Thursday, December 29, 2011

Living Water for Christmas

The last two Christmases we decided that we would give a few small things (pencils, gum, markers) to put in their stockings. We are trying to keep cost at a minimum, so that we can give more away. I think we spent $40 for 7 people this year. I only tell you this because our kids had a fantastic Christmas. They don't feel neglected, cheated or depressed. They are beginning to understand that it really is more blessed to give than to receive. And that Christmas is about Jesus and not them. 

We start on Dec. 1 by deciding on the charities to give to. Once my older two have decided, they start the research. Each one does thorough research and puts together an outline. On Christmas morning, they give a full presentation and surprise the rest of the family with which organization they gave to. But, I also didn't want this year to go by without spotlighting these people who are being used to change lives. 

Malachi decided to give to Living Water International.

[AC] Promo 2011 from Advent Conspiracy on Vimeo.

• 1.8 million children die every year as a result of diseases caused by unclean water and poor sanitation. This amounts to around 5000 deaths a day. (UNDP)
• LWI projects providing safe water and hygiene education at an average cost of twenty dollars per person, for a generation. (LWI)

The caption is a little fuzzy, but it reads: "A child dies every 15 seconds because of the lack of clean water. It costs us an average of $0.98 to provide clean, safe water to one person for one year. Every dollar makes a difference!"

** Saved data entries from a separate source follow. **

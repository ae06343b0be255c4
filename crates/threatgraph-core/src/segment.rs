use regex::Regex;

/// Minimum sentence length (chars) for entity recognition.
pub const MIN_ENTITY_SENTENCE_LEN: usize = 10;
/// Minimum sentence length (chars) for relation extraction. Relations need
/// more context than mentions, so the bar is higher.
pub const MIN_RELATION_SENTENCE_LEN: usize = 15;

/// Splits combined document text into candidate sentences.
///
/// Boundaries are sentence-ending punctuation followed by whitespace, or the
/// `|` field separator the upstream crawler uses to join usage entries.
/// Fragments shorter than the requested minimum are dropped before any
/// downstream stage sees them; very short fragments produce unreliable matches.
#[derive(Debug, Clone)]
pub struct Segmenter {
    boundary: Regex,
}

impl Segmenter {
    /// The boundary pattern is fixed; compilation failure would be a
    /// programming error, surfaced once at construction.
    pub fn new() -> crate::Result<Self> {
        Ok(Self {
            boundary: Regex::new(r"[.!?]\s+|\s*\|\s*")?,
        })
    }

    /// Lazy, restartable walk over trimmed sentences of at least `min_len`
    /// characters. Call again with the same text to restart.
    pub fn sentences<'t>(
        &'t self,
        text: &'t str,
        min_len: usize,
    ) -> impl Iterator<Item = &'t str> + 't {
        self.boundary
            .split(text)
            .map(str::trim)
            .filter(move |s| s.chars().count() >= min_len)
    }
}

/// Truncate to at most `max` characters without splitting a code point.
#[must_use]
pub fn truncate_chars(s: &str, max: usize) -> &str {
    match s.char_indices().nth(max) {
        Some((idx, _)) => &s[..idx],
        None => s,
    }
}

#[cfg(test)]
mod tests {
    use super::*;

    fn seg() -> Segmenter {
        Segmenter::new().unwrap()
    }

    #[test]
    fn truncation_is_char_boundary_safe() {
        assert_eq!(truncate_chars("abcdef", 3), "abc");
        assert_eq!(truncate_chars("ab", 5), "ab");
        assert_eq!(truncate_chars("描述文字", 2), "描述");
    }

    #[test]
    fn splits_on_terminal_punctuation() {
        let text = "APT29 targeted the energy sector. They deployed Mimikatz everywhere! Was it attributed? Yes it was attributed.";
        let s = seg();
        let got: Vec<_> = s.sentences(text, MIN_ENTITY_SENTENCE_LEN).collect();
        assert_eq!(
            got,
            vec![
                "APT29 targeted the energy sector",
                "They deployed Mimikatz everywhere",
                "Was it attributed",
                "Yes it was attributed."
            ]
        );
    }

    #[test]
    fn splits_on_field_separator() {
        let text = "used Mimikatz for dumping | targeted healthcare providers";
        let s = seg();
        let got: Vec<_> = s.sentences(text, MIN_ENTITY_SENTENCE_LEN).collect();
        assert_eq!(
            got,
            vec!["used Mimikatz for dumping", "targeted healthcare providers"]
        );
    }

    #[test]
    fn drops_short_fragments() {
        // 9 chars: below both thresholds.
        let text = "Mimikatz. The group used Mimikatz again today.";
        let s = seg();
        let entity_pass: Vec<_> = s.sentences(text, MIN_ENTITY_SENTENCE_LEN).collect();
        assert_eq!(entity_pass, vec!["The group used Mimikatz again today."]);

        let short_only = "short bit";
        assert_eq!(
            seg()
                .sentences(short_only, MIN_ENTITY_SENTENCE_LEN)
                .count(),
            0
        );
    }

    #[test]
    fn restartable() {
        let s = seg();
        let text = "First sentence here. Second sentence here.";
        let a: Vec<_> = s.sentences(text, MIN_ENTITY_SENTENCE_LEN).collect();
        let b: Vec<_> = s.sentences(text, MIN_ENTITY_SENTENCE_LEN).collect();
        assert_eq!(a, b);
        assert_eq!(a.len(), 2);
    }
}
use std::io::Write;
use std::path::Path;

use crate::entity::EntityMention;
use crate::graph::KnowledgeGraph;
use crate::relation::RelationTriple;
use crate::stats::SummaryRow;
use crate::Result;

/// Entity table: `row_id, entity_text, label, normalized, std_id,
/// context_sentence, source_url, group_name`.
pub fn write_entities<W: Write>(writer: W, mentions: &[EntityMention]) -> Result<()> {
    let mut w = csv::Writer::from_writer(writer);
    for mention in mentions {
        w.serialize(mention)?;
    }
    w.flush()?;
    Ok(())
}

/// Relation table: `head, relation, tail, evidence`.
pub fn write_relations<W: Write>(writer: W, triples: &[RelationTriple]) -> Result<()> {
    let mut w = csv::Writer::from_writer(writer);
    for triple in triples {
        w.serialize(triple)?;
    }
    w.flush()?;
    Ok(())
}

/// Summary table: `group_name, label, count`.
pub fn write_summary<W: Write>(writer: W, rows: &[SummaryRow]) -> Result<()> {
    let mut w = csv::Writer::from_writer(writer);
    for row in rows {
        w.serialize(row)?;
    }
    w.flush()?;
    Ok(())
}

/// Graph object with `nodes` and `links` sequences, for the renderer.
pub fn write_graph<W: Write>(writer: W, graph: &KnowledgeGraph) -> Result<()> {
    serde_json::to_writer_pretty(writer, graph)?;
    Ok(())
}

pub fn write_entities_path(path: &Path, mentions: &[EntityMention]) -> Result<()> {
    write_entities(std::fs::File::create(path)?, mentions)
}

pub fn write_relations_path(path: &Path, triples: &[RelationTriple]) -> Result<()> {
    write_relations(std::fs::File::create(path)?, triples)
}

pub fn write_summary_path(path: &Path, rows: &[SummaryRow]) -> Result<()> {
    write_summary(std::fs::File::create(path)?, rows)
}

pub fn write_graph_path(path: &Path, graph: &KnowledgeGraph) -> Result<()> {
    write_graph(std::fs::File::create(path)?, graph)
}
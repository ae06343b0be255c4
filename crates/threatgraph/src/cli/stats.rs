use std::path::Path;

use anyhow::{Context, Result};

use threatgraph_core::{EntityLabel, Pipeline, StatsReporter};

pub fn run(input: &Path, top: usize) -> Result<()> {
    let pipeline = Pipeline::new().context("compiling builtin rules")?;
    let output = pipeline
        .run_path(input)
        .with_context(|| format!("reading corpus from {}", input.display()))?;

    println!(
        "Corpus: {} documents ({} with empty text)",
        output.stats.documents, output.stats.empty_documents
    );
    println!(
        "Extracted: {} mentions, {} relations, {} nodes, {} edges",
        output.stats.mentions, output.stats.triples, output.stats.nodes, output.stats.edges
    );

    println!("\nMentions by label:");
    for row in StatsReporter::label_counts(&output.mentions) {
        println!("  {:22} {:4}  ({})", row.label.to_string(), row.count, row.label.describe());
    }

    println!("\nMentions by group:");
    for row in StatsReporter::group_counts(&output.mentions) {
        println!("  {:22} {:4}", row.group_name, row.count);
    }

    println!("\nTop {top} entities:");
    for (i, row) in StatsReporter::top_entities(&output.mentions, top)
        .iter()
        .enumerate()
    {
        let labels: Vec<&str> = row.labels.iter().map(|l| l.as_str()).collect();
        println!(
            "  {:2}. {:30} {:4}  [{}]",
            i + 1,
            row.normalized,
            row.count,
            labels.join(", ")
        );
    }

    println!("\nTop {top} per label:");
    for label in EntityLabel::ALL {
        let rows = StatsReporter::top_entities_for_label(&output.mentions, label, top);
        if rows.is_empty() {
            continue;
        }
        println!("  {} ({}):", label, label.describe());
        for row in rows {
            println!("    {:30} {:4}", row.normalized, row.count);
        }
    }

    println!("\nRelations by kind:");
    for row in StatsReporter::relation_counts(&output.triples) {
        println!("  {:22} {:4}", row.relation.to_string(), row.count);
    }

    let hubs = StatsReporter::top_degree_nodes(&output.graph, top.min(5));
    if !hubs.is_empty() {
        println!("\nBest connected nodes:");
        for (id, degree) in hubs {
            println!("  {id:30} degree {degree}");
        }
    }

    Ok(())
}
use std::path::Path;

use anyhow::{Context, Result};

use threatgraph_core::{export, MatchMode, Pipeline};

pub fn run(input: &Path, output: &Path, word_boundary: bool) -> Result<()> {
    let mode = if word_boundary {
        MatchMode::WordBoundary
    } else {
        MatchMode::Substring
    };

    let pipeline = Pipeline::new()
        .context("compiling builtin rules")?
        .with_match_mode(mode);
    let run = pipeline
        .run_path(input)
        .with_context(|| format!("reading corpus from {}", input.display()))?;

    export::write_relations_path(output, &run.triples)
        .with_context(|| format!("writing {}", output.display()))?;

    eprintln!(
        "Extracted {} relations from {} documents -> {}",
        run.stats.triples,
        run.stats.documents,
        output.display()
    );
    Ok(())
}
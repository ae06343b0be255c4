use std::collections::BTreeMap;

use petgraph::Direction;
use serde::{Deserialize, Serialize};

use crate::entity::{EntityLabel, EntityMention};
use crate::graph::KnowledgeGraph;
use crate::relation::{RelationKind, RelationTriple};

/// Pure aggregations over the final mention and triple tables. Nothing here
/// mutates upstream data; every function can run repeatedly over the same
/// snapshot, and zero-row inputs yield empty tables.
#[derive(Debug, Clone, Copy, Default)]
pub struct StatsReporter;

#[derive(Debug, Clone, Serialize, Deserialize)]
pub struct LabelCount {
    pub label: EntityLabel,
    pub count: usize,
}

#[derive(Debug, Clone, Serialize, Deserialize)]
pub struct GroupCount {
    pub group_name: String,
    pub count: usize,
}

#[derive(Debug, Clone, Serialize, Deserialize)]
pub struct TopEntity {
    pub normalized: String,
    pub count: usize,
    /// Every label this normalized form was tagged with, in first-seen order.
    pub labels: Vec<EntityLabel>,
}

/// One row of the per-group x per-label count matrix, shaped for tabular
/// export.
#[derive(Debug, Clone, Serialize, Deserialize)]
pub struct SummaryRow {
    pub group_name: String,
    pub label: EntityLabel,
    pub count: usize,
}

#[derive(Debug, Clone, Serialize, Deserialize)]
pub struct RelationCount {
    pub relation: RelationKind,
    pub count: usize,
}

impl StatsReporter {
    /// Mention frequency by label, most frequent first.
    #[must_use]
    pub fn label_counts(mentions: &[EntityMention]) -> Vec<LabelCount> {
        let mut counts: BTreeMap<&'static str, (EntityLabel, usize)> = BTreeMap::new();
        for m in mentions {
            counts.entry(m.label.as_str()).or_insert((m.label, 0)).1 += 1;
        }
        let mut rows: Vec<LabelCount> = counts
            .into_values()
            .map(|(label, count)| LabelCount { label, count })
            .collect();
        rows.sort_by(|a, b| b.count.cmp(&a.count).then(a.label.as_str().cmp(b.label.as_str())));
        rows
    }

    /// Mention frequency by originating group, most frequent first.
    #[must_use]
    pub fn group_counts(mentions: &[EntityMention]) -> Vec<GroupCount> {
        let mut counts: BTreeMap<&str, usize> = BTreeMap::new();
        for m in mentions {
            *counts.entry(m.group_name.as_str()).or_default() += 1;
        }
        let mut rows: Vec<GroupCount> = counts
            .into_iter()
            .map(|(group, count)| GroupCount {
                group_name: group.to_string(),
                count,
            })
            .collect();
        rows.sort_by(|a, b| b.count.cmp(&a.count).then(a.group_name.cmp(&b.group_name)));
        rows
    }

    /// The `k` most frequent normalized entities with the set of labels
    /// each carries.
    #[must_use]
    pub fn top_entities(mentions: &[EntityMention], k: usize) -> Vec<TopEntity> {
        let mut counts: BTreeMap<&str, usize> = BTreeMap::new();
        let mut labels: BTreeMap<&str, Vec<EntityLabel>> = BTreeMap::new();
        for m in mentions {
            *counts.entry(m.normalized.as_str()).or_default() += 1;
            let seen = labels.entry(m.normalized.as_str()).or_default();
            if !seen.contains(&m.label) {
                seen.push(m.label);
            }
        }

        let mut rows: Vec<TopEntity> = counts
            .into_iter()
            .map(|(normalized, count)| TopEntity {
                normalized: normalized.to_string(),
                count,
                labels: labels.remove(normalized).unwrap_or_default(),
            })
            .collect();
        rows.sort_by(|a, b| b.count.cmp(&a.count).then(a.normalized.cmp(&b.normalized)));
        rows.truncate(k);
        rows
    }

    /// The `k` most frequent normalized entities carrying `label`.
    #[must_use]
    pub fn top_entities_for_label(
        mentions: &[EntityMention],
        label: EntityLabel,
        k: usize,
    ) -> Vec<TopEntity> {
        let mut counts: BTreeMap<&str, usize> = BTreeMap::new();
        for m in mentions.iter().filter(|m| m.label == label) {
            *counts.entry(m.normalized.as_str()).or_default() += 1;
        }
        let mut rows: Vec<TopEntity> = counts
            .into_iter()
            .map(|(normalized, count)| TopEntity {
                normalized: normalized.to_string(),
                count,
                labels: vec![label],
            })
            .collect();
        rows.sort_by(|a, b| b.count.cmp(&a.count).then(a.normalized.cmp(&b.normalized)));
        rows.truncate(k);
        rows
    }

    /// Per-group x per-label matrix, one row per populated cell, ordered by
    /// group then label.
    #[must_use]
    pub fn group_label_matrix(mentions: &[EntityMention]) -> Vec<SummaryRow> {
        let mut counts: BTreeMap<(&str, &'static str), (EntityLabel, usize)> = BTreeMap::new();
        for m in mentions {
            counts
                .entry((m.group_name.as_str(), m.label.as_str()))
                .or_insert((m.label, 0))
                .1 += 1;
        }
        counts
            .into_iter()
            .map(|((group, _), (label, count))| SummaryRow {
                group_name: group.to_string(),
                label,
                count,
            })
            .collect()
    }

    /// Triple frequency by relation kind, most frequent first.
    #[must_use]
    pub fn relation_counts(triples: &[RelationTriple]) -> Vec<RelationCount> {
        let mut counts: BTreeMap<&'static str, (RelationKind, usize)> = BTreeMap::new();
        for t in triples {
            counts
                .entry(t.relation.as_str())
                .or_insert((t.relation, 0))
                .1 += 1;
        }
        let mut rows: Vec<RelationCount> = counts
            .into_values()
            .map(|(relation, count)| RelationCount { relation, count })
            .collect();
        rows.sort_by(|a, b| {
            b.count
                .cmp(&a.count)
                .then(a.relation.as_str().cmp(b.relation.as_str()))
        });
        rows
    }

    /// The `k` best-connected graph nodes by total degree.
    #[must_use]
    pub fn top_degree_nodes(graph: &KnowledgeGraph, k: usize) -> Vec<(String, usize)> {
        let pg = graph.to_petgraph();
        let mut rows: Vec<(String, usize)> = pg
            .node_indices()
            .map(|idx| {
                let degree = pg.neighbors_directed(idx, Direction::Outgoing).count()
                    + pg.neighbors_directed(idx, Direction::Incoming).count();
                (pg[idx].clone(), degree)
            })
            .collect();
        rows.sort_by(|a, b| b.1.cmp(&a.1).then(a.0.cmp(&b.0)));
        rows.truncate(k);
        rows
    }
}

15 seconds is shorter than the time it takes me to microwave my coffee after it's sat on the table for 2 hours while I chase my naked son through the house while he's dripping soapy water. In that short time, a child has died. While mine are running around the house playing sword fights and drawing with stencils, dozens of children have died. Just like that. 

Clean water is an easy way to save lives and generations. Water. It's that simple. People need to be able to satisfy their dehydrated, crying little girl with clean water. This hits me at the core of being a mom. To not even be able to provide an essential to survival like water. I cannot imagine the grief those mothers feel each time they dip a cup into a nearby stream, just praying it isn't filled with disease and worms. But most likely, it is. That's why what Living Water is doing is so crucial. 

They have already successfully completed over 10,000 water projects. Most of these projects include digging wells in these poor communities, so that the provision of water doesn't stop when the team leaves. They have forever changed that community by cleaning up their water. And that way, the community can focus on other things like farming and trade. 
I cried as I watched my kids talk about giving and loving others. They were excited to know that they could make a difference, even at 10 and 7 years old.